> _Material provided_
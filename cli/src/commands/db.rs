// Copyright (c) 2026 100monkeys.ai
// SPDX-License-Identifier: AGPL-3.0

//! Database maintenance commands
//!
//! Commands: migrate

use anyhow::{Context, Result};
use clap::Subcommand;
use colored::Colorize;
use std::path::PathBuf;

use lifecycle_core::domain::lifecycle_config::LifecycleConfigManifest;
use lifecycle_core::domain::repository::StorageBackend;
use lifecycle_core::infrastructure::db::Database;

#[derive(Subcommand)]
pub enum DbCommand {
    /// Apply pending schema migrations
    Migrate,
}

pub async fn handle_command(command: DbCommand, config_path: Option<PathBuf>) -> Result<()> {
    match command {
        DbCommand::Migrate => migrate(config_path).await,
    }
}

async fn migrate(config_path: Option<PathBuf>) -> Result<()> {
    let config = LifecycleConfigManifest::load_or_default(config_path)
        .context("Failed to load configuration")?;
    config
        .validate()
        .context("Configuration validation failed")?;

    let StorageBackend::PostgreSQL(pg) = config.storage_backend() else {
        anyhow::bail!("Migrations need the postgres backend; set spec.database or LIFECYCLE_DATABASE_URL");
    };

    let db = Database::new(&pg).await?;
    db.migrate().await?;

    println!("{}", "✓ Database schema is up to date".green());
    Ok(())
}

> _Task item_
Once you reach the line with "pending schema migrations" in the data above, copy it and every line after it exactly, up to and including the line with "async fn migrate(config_path: Option<PathBuf>)".

> _Task solution_
    /// Apply pending schema migrations
    Migrate,
}

pub async fn handle_command(command: DbCommand, config_path: Option<PathBuf>) -> Result<()> {
    match command {
        DbCommand::Migrate => migrate(config_path).await,
    }
}

async fn migrate(config_path: Option<PathBuf>) -> Result<()> {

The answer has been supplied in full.